Silence took over the room. "If something happens to my daughter I will come back for your brother". Jesus laughs hysterically, "You don't have the guts, I mean you could have fought harder for your kid but you did not". "Listen, I would have been in there with you if I stayed or maybe even with Day. I was not risking it as long as you kept your word on keeping my daughter safe but yet you tried to pin in on her. Like you tried to do me, but instead it came back at you". Jesus bites his lip in anger, "Okay but when I deliver your daughter to you in a bodybag don't say I didn't try, even if I do die. You personally know I have my ways." He hangs up the phone.

When we finally arrived at our hotel, we grabbed our bags . "Baby we do need to talk about something" I say while laying the bag on the bed. "Wassup baby". Von says while he locks the door behind us. Von puts the rest of the luggage in the closet. "It's been a crazy couple weeks" I said while unpacking our small bag. As I am unpacking the hygiene products, I feel Vons arms gently wrapping upon me. I instantly break down". Von turns me over and holds me tight,"We good baby we are at peace. I know it's been hard for you and I am sorry that I put you through all this". I wrap my arms around him, "I thought it was over, it's been so stressful", I continue to sob.

"Von I lost a baby during this whole thing". Von breaks the hug, he grabs Le face gently. He stares into her eyes,"What? We-". He gets stuck, "I am so sorry baby forreal I.. I put you through this, Living this lifestyle is all I know, You've been riding for me since Day 1. You took care of me so now it's time for me to take care of you".

We continue hugging "It's us against the world". We kiss, he kisses my forehead and hugs me again. Holding him, I feel nothing but peace. But I know its not over. I Killed Jada. I Fouled played, I did my dirt to have the love of my life with me.

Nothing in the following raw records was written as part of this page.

use crate::core::io::template::{SCREEN_PLATE_TYPE, Template, TemplateFile, TemplateMetadata, fields};
use crate::core::io::traits::PlateFile;
use crate::core::naming::{
    PlateFileKind, PlateFileName, batch_name, screen_plate_name, screen_template_file_name,
    storage_bait_plate_name, storage_prey_plate_name, storage_template_file_name,
};
use crate::core::protein::{ProteinCatalog, ProteinRef};
use crate::core::screen::ScreenPlate;
use crate::core::storage::{
    BAIT_STORAGE_CAPACITY, BaitStoragePlate, PreyStoragePlate, StoragePlate, bait_plate_index,
    bait_plate_offset,
};
use crate::engine::config::ScreenConfig;
use crate::engine::error::EngineError;
use crate::engine::progress::{Progress, ProgressReporter};
use std::collections::HashSet;
use std::fs;
use std::path::{Path, PathBuf};
use tracing::{debug, info, instrument};

/// A template written by one of the generation workflows.
#[derive(Debug, Clone, PartialEq, Eq)]
pub struct GeneratedTemplate {
    pub plate_name: String,
    pub path: PathBuf,
}

fn batch_proteins(catalog: &ProteinCatalog, batch: u32) -> Result<Vec<ProteinRef>, EngineError> {
    let proteins = catalog.batch_proteins(batch);
    if proteins.is_empty() {
        return Err(EngineError::Validation(format!(
            "batch {} has no successfully cloned proteins",
            batch
        )));
    }
    debug!("Batch {} contains {} cloned proteins", batch, proteins.len());
    Ok(proteins)
}

fn storage_metadata(plate: &StoragePlate, batch: u32) -> TemplateMetadata {
    TemplateMetadata::new()
        .with(fields::PLATE_NAME, plate.name())
        .with(fields::PLATE_TYPE, plate.kind().plate_type())
        .with(fields::BATCH_NAME, batch_name(batch))
}

fn write_templates(
    output_dir: &Path,
    pending: Vec<(String, String, Template)>,
    reporter: &ProgressReporter,
) -> Result<Vec<GeneratedTemplate>, EngineError> {
    fs::create_dir_all(output_dir).map_err(|e| EngineError::io(output_dir, e))?;

    reporter.report(Progress::TaskStart {
        total_steps: pending.len() as u64,
    });
    let mut written = Vec::with_capacity(pending.len());
    for (plate_name, file_name, template) in pending {
        let path = output_dir.join(file_name);
        TemplateFile::write_to_path(&template, &path)
            .map_err(|e| EngineError::template(&path, e))?;
        info!("Saved template of {} to {}", plate_name, path.display());
        written.push(GeneratedTemplate { plate_name, path });
        reporter.report(Progress::TaskIncrement);
    }
    reporter.report(Progress::TaskFinish);
    Ok(written)
}

/// Lays out a batch on one prey storage plate and as many bait storage plates as needed, and
/// writes their templates to `output_dir`.
///
/// Nothing is written unless every plate of the batch can be built.
#[instrument(skip_all, name = "storage_templates_workflow", fields(batch = batch))]
pub fn storage_templates(
    catalog: &ProteinCatalog,
    batch: u32,
    output_dir: &Path,
    reporter: &ProgressReporter,
) -> Result<Vec<GeneratedTemplate>, EngineError> {
    reporter.report(Progress::PhaseStart { name: "Layout" });
    let proteins = batch_proteins(catalog, batch)?;

    let mut plates = Vec::new();
    let prey = PreyStoragePlate::new(&proteins)?.with_name(storage_prey_plate_name(batch));
    plates.push(prey.plate().clone());
    for (index, baits) in proteins.chunks(BAIT_STORAGE_CAPACITY).enumerate() {
        let bait = BaitStoragePlate::new(baits)?.with_name(storage_bait_plate_name(batch, index + 1));
        plates.push(bait.plate().clone());
    }
    reporter.report(Progress::PhaseFinish);

    let pending = plates
        .iter()
        .map(|plate| {
            (
                plate.name().to_string(),
                storage_template_file_name(plate.name()),
                Template::from_storage_plate(plate, storage_metadata(plate, batch)),
            )
        })
        .collect();

    reporter.report(Progress::PhaseStart { name: "Export" });
    let written = write_templates(output_dir, pending, reporter)?;
    reporter.report(Progress::PhaseFinish);

    info!(
        "Generated {} storage templates for batch {}",
        written.len(),
        batch
    );
    Ok(written)
}

/// Screen plate files (templates and results) already present in `dir`.
pub fn existing_plate_files(dir: &Path) -> Result<Vec<PlateFileName>, EngineError> {
    if !dir.is_dir() {
        return Ok(Vec::new());
    }
    let entries = fs::read_dir(dir).map_err(|e| EngineError::io(dir, e))?;
    let mut files = Vec::new();
    for entry in entries {
        let entry = entry.map_err(|e| EngineError::io(dir, e))?;
        if let Some(parsed) = PlateFileName::from_path(&entry.path()) {
            files.push(parsed);
        }
    }
    Ok(files)
}

/// First plate id not used by any of `existing`.
pub fn next_plate_id(existing: &[PlateFileName]) -> u32 {
    existing
        .iter()
        .map(|file| file.plate_id)
        .max()
        .map_or(1, |max| max + 1)
}

/// Combines every bait batch with every prey batch on screen plates (two baits per plate) and
/// writes their templates.
///
/// Plate ids continue after the highest id found in the output directory, and batch pairs that
/// already have templates there are left alone. Nothing is written unless every plate can be
/// built.
#[instrument(skip_all, name = "screen_templates_workflow")]
pub fn screen_templates(
    catalog: &ProteinCatalog,
    config: &ScreenConfig,
    reporter: &ProgressReporter,
) -> Result<Vec<GeneratedTemplate>, EngineError> {
    reporter.report(Progress::PhaseStart { name: "Layout" });

    let existing = existing_plate_files(&config.output_dir)?;
    let done: HashSet<(u32, u32)> = existing
        .iter()
        .filter(|file| file.kind == PlateFileKind::Template)
        .map(|file| (file.bait_batch, file.prey_batch))
        .collect();
    let mut plate_id = next_plate_id(&existing);

    let mut pending = Vec::new();
    for &bait_batch in &config.bait_batches {
        for &prey_batch in &config.prey_batches {
            if done.contains(&(bait_batch, prey_batch)) {
                info!(
                    "Skipped screen templates for batches {} vs {}, already generated",
                    bait_batch, prey_batch
                );
                continue;
            }
            info!(
                "Generating screen templates for batches {} vs {}",
                bait_batch, prey_batch
            );

            let preys = batch_proteins(catalog, prey_batch)?;
            let prey_plate =
                PreyStoragePlate::new(&preys)?.with_name(storage_prey_plate_name(prey_batch));
            let baits = batch_proteins(catalog, bait_batch)?;

            for (chunk, pair) in baits.chunks(ScreenPlate::capacity()).enumerate() {
                let offset = chunk * ScreenPlate::capacity();
                let bait_plate_name =
                    storage_bait_plate_name(bait_batch, bait_plate_index(offset));
                let plate = ScreenPlate::new(
                    pair,
                    &bait_plate_name,
                    bait_plate_offset(offset),
                    &prey_plate,
                )?
                .with_name(screen_plate_name(plate_id));

                let metadata = TemplateMetadata::new()
                    .with(fields::PLATE_NAME, plate.name())
                    .with(fields::PLATE_TYPE, SCREEN_PLATE_TYPE)
                    .with(fields::TIMESHIFT, "")
                    .with(fields::BAIT_PLATE, plate.bait_plate_name())
                    .with(fields::PREY_PLATE, plate.prey_plate_name());
                pending.push((
                    plate.name().to_string(),
                    screen_template_file_name(plate_id, bait_batch, prey_batch),
                    Template::from_screen_plate(&plate, metadata),
                ));
                plate_id += 1;
            }
        }
    }
    reporter.report(Progress::PhaseFinish);

    reporter.report(Progress::PhaseStart { name: "Export" });
    let written = write_templates(&config.output_dir, pending, reporter)?;
    reporter.report(Progress::PhaseFinish);

    info!("Generated {} screen templates", written.len());
    Ok(written)
}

Maybe I am corrupt but wouldn't you?.

Back In The Prison

The guards escort Jesus to his cell. He turns to see the bar close in front of him. The guards walk off, Gasp. You can hear Jesus struggling to breathe. The knife went deeper into his body. "You did me so dirty, this is what I have been waiting for, for years". The thump as his body drops. Jones continues to stab him. He washes his hands as the guards open the bar and close it again.

"This is a pre-paid call from "B" to accept this call press seven now. *Press Key*", "Just wanted to give you a heads up on the situation, we are all good over here", "Okay, We will talk about business soon". She hangs up.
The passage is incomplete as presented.